- **WHAT IS EXPECTED**
Read the data, and whenever a line holds the word "AppError", report that line.

- **EXERCISE MATERIAL**

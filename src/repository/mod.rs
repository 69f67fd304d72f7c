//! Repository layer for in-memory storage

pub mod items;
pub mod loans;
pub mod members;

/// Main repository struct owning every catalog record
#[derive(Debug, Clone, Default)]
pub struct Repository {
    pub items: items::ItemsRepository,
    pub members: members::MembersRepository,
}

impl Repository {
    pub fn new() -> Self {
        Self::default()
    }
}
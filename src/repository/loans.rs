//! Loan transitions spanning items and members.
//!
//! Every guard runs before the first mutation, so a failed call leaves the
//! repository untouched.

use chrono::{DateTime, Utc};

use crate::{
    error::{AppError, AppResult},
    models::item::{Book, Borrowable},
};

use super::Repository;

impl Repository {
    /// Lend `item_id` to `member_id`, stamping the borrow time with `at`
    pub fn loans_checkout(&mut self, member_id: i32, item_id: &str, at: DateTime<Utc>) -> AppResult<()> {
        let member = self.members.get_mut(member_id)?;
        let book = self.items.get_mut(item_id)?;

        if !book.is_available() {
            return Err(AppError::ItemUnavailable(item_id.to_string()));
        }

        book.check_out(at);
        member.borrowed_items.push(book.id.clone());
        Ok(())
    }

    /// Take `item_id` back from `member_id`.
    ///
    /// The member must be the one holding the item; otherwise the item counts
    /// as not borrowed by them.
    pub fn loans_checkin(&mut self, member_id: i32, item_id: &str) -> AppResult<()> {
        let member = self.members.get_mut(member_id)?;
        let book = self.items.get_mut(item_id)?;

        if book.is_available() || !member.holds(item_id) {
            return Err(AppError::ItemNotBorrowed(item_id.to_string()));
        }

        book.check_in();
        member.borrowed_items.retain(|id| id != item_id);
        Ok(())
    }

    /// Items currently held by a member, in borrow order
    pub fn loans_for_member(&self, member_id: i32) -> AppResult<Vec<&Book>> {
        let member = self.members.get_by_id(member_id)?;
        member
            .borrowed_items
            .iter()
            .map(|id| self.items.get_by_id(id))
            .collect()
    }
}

- **SOLUTION FOR THIS TASK**
    error::{AppError, AppResult},
            return Err(AppError::ItemUnavailable(item_id.to_string()));
            return Err(AppError::ItemNotBorrowed(item_id.to_string()));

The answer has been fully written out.